Dennis Ritchie, founder of Unix and C, dies at 70
By Emily Langer, Updated: Thursday, October 13, 6:38 PM

Dennis Ritchie, 70, a computer scientist who changed modern technology by writing an elegantly simple computer programming language, was found dead at his home in Murray Hill, N.J., his former colleague Rob Pike said.

Pike received word Oct. 12 that Dr. Ritchie’s body had been discovered last weekend. A cause of death was not immediately available.

As the news of his death spread throughout the computer science world, historians and computer enthusiasts compared the bearded, introverted Dr. Ritchie to media-savvy Apple co-founder Steve Jobs, who died Oct. 5.

“It’s sort of ‘apples’ and oranges,” said Paul Ceruzzi, a Smithsonian historian and expert on the history of computers. “Ritchie was under the radar. His name was not a household name at all, but . . . if you had a microscope and could look in a computer, you’d see his work everywhere inside.”

Dr. Ritchie worked at Bell Laboratories for four decades, from his time as a Harvard doctoral student until his retirement in 2007. He was the inventor of the programming language known as C and co-inventor of the operating system Unix, another innovation that came from Bell Labs in the late 1960s and early ’70s.

When Dr. Ritchie went to Bell, computer programming language was arcane and impenetrable for many computer gurus of the era. As a young scientist, Dr. Ritchie went to work on a language that was sophisticated yet simple. Something of a night owl, he often went to the office about noon and worked into the night from his home.

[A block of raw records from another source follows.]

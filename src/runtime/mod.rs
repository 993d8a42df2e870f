//! Runtime composition: configuration plus the [`FlowRuntime`] entry point.

pub mod config;
pub mod flow;

pub use config::RuntimeConfig;
pub use flow::{FlowRuntime, FlowRuntimeBuilder, RuntimeError};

He named his creation C because programming language that came before it was called B.

“C is a terse, elegant, deceptively simple language that allows programmers almost unlimited flexibility,” technology writer Charles Petzold wrote in the New York Times in 1996. “It appeals to the macho instincts of young and wild PC hackers, as well to the puzzle-solving impulses of more mature programmers because of its power and the variety of ways to solve problems.”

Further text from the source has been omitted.